Obviously, these staggering statistics barely touch the surface of a problem that affects so many of us. And yet when victims have left the relationship, New Zealand law makes victims stay psychologically connected to abusers. New Zealand requires me to wait two years until I can legally divorce my abuser.
Help me make a change.
The law as it stands in New Zealand requires that you have been separated for two years before you can file for a divorce. This stems from an archaic law that is founded on protecting the sanctity of marriage.
This may not at first glance seem so bad to many people. But spare a thought for those that have been victims of domestic abuse. Abuse is about power and control and the current system is allowing abusers to continue to have that power and control over there ex-partner for up to two years. Worse still, in some cases it keeps people in abusive relationships because it feels like there is no way out, or causes those that do try leave to be sucked back in by their abuser.
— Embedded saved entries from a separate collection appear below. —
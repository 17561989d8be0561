//! Device configuration and protocol constants
//!
//! Identity (bus address, drive range) and the Moppy wire constants shared
//! by the parser, dispatcher and instrument. The defaults describe a single
//! eight-drive device at address 0x01.

use serde::{Deserialize, Serialize};

use crate::error::ConfigError;

// ---------------------------------------------------------------------------
// Wire format
// ---------------------------------------------------------------------------

/// Every frame begins with this byte (ASCII 'M').
pub const START_BYTE: u8 = 0x4D;

/// Broadcast address: frames sent here reach every device on the bus.
pub const SYSTEM_ADDRESS: u8 = 0x00;

/// Sub-address meaning "every drive on this device".
pub const ALL_DRIVES: u8 = 0x00;

/// START, ADDRESS, SUB_ADDRESS, BODY_SIZE.
pub const HEADER_LEN: usize = 4;

/// Largest body the size byte can declare.
pub const MAX_BODY_LEN: usize = u8::MAX as usize;

/// Header plus the largest declarable body.
pub const MAX_FRAME_LEN: usize = HEADER_LEN + MAX_BODY_LEN;

// ---------------------------------------------------------------------------
// System commands (address 0x00)
// ---------------------------------------------------------------------------

pub const CMD_PING: u8 = 0x80;
pub const CMD_PONG: u8 = 0x81;
pub const CMD_SEQUENCE_START: u8 = 0xFA;
pub const CMD_SEQUENCE_STOP: u8 = 0xFC;
pub const CMD_RESET: u8 = 0xFF;

// ---------------------------------------------------------------------------
// Device commands (address = this device)
// ---------------------------------------------------------------------------

pub const DEV_CMD_RESET: u8 = 0x00;
pub const DEV_CMD_NOTE_OFF: u8 = 0x08;
/// Payload: `[midi_note]`.
pub const DEV_CMD_NOTE_ON: u8 = 0x09;
/// Payload: `[bend_msb, bend_lsb]`, centre 8192.
pub const DEV_CMD_BEND_PITCH: u8 = 0x0E;

// ---------------------------------------------------------------------------
// Hardware
// ---------------------------------------------------------------------------

/// Serial link speed used by every Moppy controller.
pub const SERIAL_BAUD_RATE: u32 = 57_600;

/// Period of the instrument tick, in microseconds.
/// The note tables in [`crate::notes`] are computed against this value.
pub const TIMER_RESOLUTION_US: u64 = 40;

/// Upper bound on drives one device can drive (two pins each).
pub const MAX_DRIVES: usize = 8;

/// Furthest head position of a 3.5" drive before it bounces back.
pub const MAX_POSITION: u8 = 158;

/// Device identity and protocol parameters.
#[derive(Debug, Clone, PartialEq, Eq, Serialize, Deserialize)]
pub struct DeviceConfig {
    /// This device's bus address (never [`SYSTEM_ADDRESS`]).
    pub device_address: u8,
    /// First drive sub-address this device answers for.
    pub min_sub_address: u8,
    /// Last drive sub-address this device answers for.
    pub max_sub_address: u8,
    /// Broadcast opcode that elicits a pong.
    pub ping_opcode: u8,
    /// Opcode placed in the pong reply.
    pub pong_opcode: u8,
    /// Frames declaring a larger body are dropped.
    pub max_body_size: u8,
    /// Play a short note on each drive in turn at boot.
    #[serde(default)]
    pub play_startup_sound: bool,
}

impl Default for DeviceConfig {
    fn default() -> Self {
        Self {
            device_address: 0x01,
            min_sub_address: 1,
            max_sub_address: 8,
            ping_opcode: CMD_PING,
            pong_opcode: CMD_PONG,
            max_body_size: u8::MAX,
            play_startup_sound: false,
        }
    }
}

impl DeviceConfig {
    /// Number of drives in `min_sub_address..=max_sub_address`.
    pub fn drive_count(&self) -> usize {
        if self.max_sub_address < self.min_sub_address {
            return 0;
        }
        (self.max_sub_address - self.min_sub_address) as usize + 1
    }

    /// Whether `sub` is a drive sub-address handled here.
    pub fn handles_drive(&self, sub: u8) -> bool {
        (self.min_sub_address..=self.max_sub_address).contains(&sub)
    }

    pub fn validate(&self) -> Result<(), ConfigError> {
        if self.device_address == SYSTEM_ADDRESS {
            return Err(ConfigError::BroadcastDeviceAddress);
        }
        if self.min_sub_address == ALL_DRIVES {
            return Err(ConfigError::ZeroMinDrive);
        }
        if self.min_sub_address > self.max_sub_address {
            return Err(ConfigError::InvertedDriveRange {
                min: self.min_sub_address,
                max: self.max_sub_address,
            });
        }
        if self.drive_count() > MAX_DRIVES {
            return Err(ConfigError::TooManyDrives {
                count: self.drive_count(),
            });
        }
        if self.ping_opcode == self.pong_opcode {
            return Err(ConfigError::OpcodeClash);
        }
        Ok(())
    }
}
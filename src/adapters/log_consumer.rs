//! Log-based consumer decorator.
//!
//! Implements [`MessageConsumer`] by logging each message to the console
//! (UART / USB-CDC in production) and forwarding it to the wrapped
//! instrument unchanged.

use log::debug;

use crate::app::ports::MessageConsumer;

/// Logs every forwarded message, then hands it to `inner`.
pub struct LoggingConsumer<C> {
    inner: C,
}

impl<C: MessageConsumer> LoggingConsumer<C> {
    pub fn new(inner: C) -> Self {
        Self { inner }
    }

    pub fn inner(&self) -> &C {
        &self.inner
    }

    pub fn inner_mut(&mut self) -> &mut C {
        &mut self.inner
    }

    pub fn into_inner(self) -> C {
        self.inner
    }
}

impl<C: MessageConsumer> MessageConsumer for LoggingConsumer<C> {
    fn handle_system_message(&mut self, command: u8, payload: &[u8]) {
        debug!("MSG | system cmd=0x{:02X} payload={:02X?}", command, payload);
        self.inner.handle_system_message(command, payload);
    }

    fn handle_device_message(&mut self, sub_address: u8, command: u8, payload: &[u8]) {
        debug!(
            "MSG | drive={} cmd=0x{:02X} payload={:02X?}",
            sub_address, command, payload
        );
        self.inner.handle_device_message(sub_address, command, payload);
    }
}
// src/application/dto/mod.rs
//
// Data Transfer Objects
//
// CRITICAL PRINCIPLES:
// - DTOs are UI-friendly representations
// - DTOs NEVER leak domain invariants
// - DTOs are simple, serializable structs
// - Conversion FROM domain entities only (never TO)

use serde::{Deserialize, Serialize};

use crate::domain::{Member, MembershipSnapshot, Winner};

// ============================================================================
// MEMBER DTOs
// ============================================================================

#[derive(Debug, Clone, PartialEq, Eq, Serialize, Deserialize)]
pub struct MemberDto {
    pub full_name: String,
    pub tier: String,
    /// `#rrggbb`, absent when the tier has no assigned color
    pub color: Option<String>,
}

#[derive(Debug, Clone, PartialEq, Eq, Serialize, Deserialize)]
pub struct TierDto {
    pub id: String,
    pub title: String,
    pub color: Option<String>,
}

#[derive(Debug, Clone, Serialize, Deserialize)]
pub struct SnapshotDto {
    pub members: Vec<MemberDto>,
    pub tiers: Vec<TierDto>,
    pub member_count: usize,
}

impl MemberDto {
    pub fn from_member(member: &Member, snapshot: &MembershipSnapshot) -> Self {
        Self {
            full_name: member.full_name.clone(),
            tier: member.tier.clone(),
            color: snapshot.tier_colors.get(&member.tier).map(|c| c.to_hex()),
        }
    }
}

impl From<&MembershipSnapshot> for SnapshotDto {
    fn from(snapshot: &MembershipSnapshot) -> Self {
        Self {
            members: snapshot
                .members
                .iter()
                .map(|m| MemberDto::from_member(m, snapshot))
                .collect(),
            tiers: snapshot
                .tiers
                .iter()
                .map(|(id, title)| TierDto {
                    id: id.to_string(),
                    title: title.to_string(),
                    color: snapshot.tier_colors.get(title).map(|c| c.to_hex()),
                })
                .collect(),
            member_count: snapshot.member_count(),
        }
    }
}

// ============================================================================
// WINNER DTOs
// ============================================================================

#[derive(Debug, Clone, PartialEq, Eq, Serialize, Deserialize)]
pub struct WinnerDto {
    pub full_name: String,
    pub date_time: String,
}

impl From<Winner> for WinnerDto {
    fn from(winner: Winner) -> Self {
        Self {
            full_name: winner.full_name,
            date_time: winner.date_time,
        }
    }
}

// ============================================================================
// DRAW DTOs
// ============================================================================

#[derive(Debug, Clone, Serialize, Deserialize)]
pub struct DrawResultDto {
    pub winner: MemberDto,
    /// Entries in the pool the winner was drawn from
    pub pool_size: usize,
    /// Entries held by the winner
    pub chances: usize,
    pub test_mode: bool,
}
Eighteen months ago I left a relationship, a marriage in fact, in which I was the victim of abuse. The details of this I will not go in to. The details of my case are honestly not what is relevant here. But my reality is this: 18 months on, my ex-husband still has control over me financially and emotionally because he has repeatedly refused to and failed to properly engage with a lawyer for separation proceedings, let alone the divorce I will have to file in January 2022.
I ask you to keep in mind that we as a country recognise many forms of abuse. This isn’t just about bruises and black eyes. This is about physical, mental, emotional, financial, sexual and spiritual abuse.
There are so many countries that have exceptions to the stand-down period for divorce for those that have suffered domestic violence. And the mental health statistics that go along with it speak for themselves. In Norway, for example, those on the receiving end of attempted murder, maltreatment or even just behaviour that suggests the possibility of either can get an instant divorce. It has been that way since 1991. In Iceland, a divorce can be granted immediately if your partner has an affair or commits sexual violence against you or your children. In the UK physical violence and verbal abuse are grounds for an instant divorce, without a two-year separation. Canadian marriages can be ended if one party is physically or mentally cruel.
It’s well beyond time for New Zealand to follow suit.
As someone facing the reality of this outdated law, I can tell you how it feels: it feels as though you are up against a system that enables abuse, a system that has failed to put your mental health at the forefront of what is happening. A system that must change.
This week I am taking a petition to parliament. I hope to bring change and be the voice for others that have suffered at the hands of an abuser. So that I, and others like me can take control back of our lives.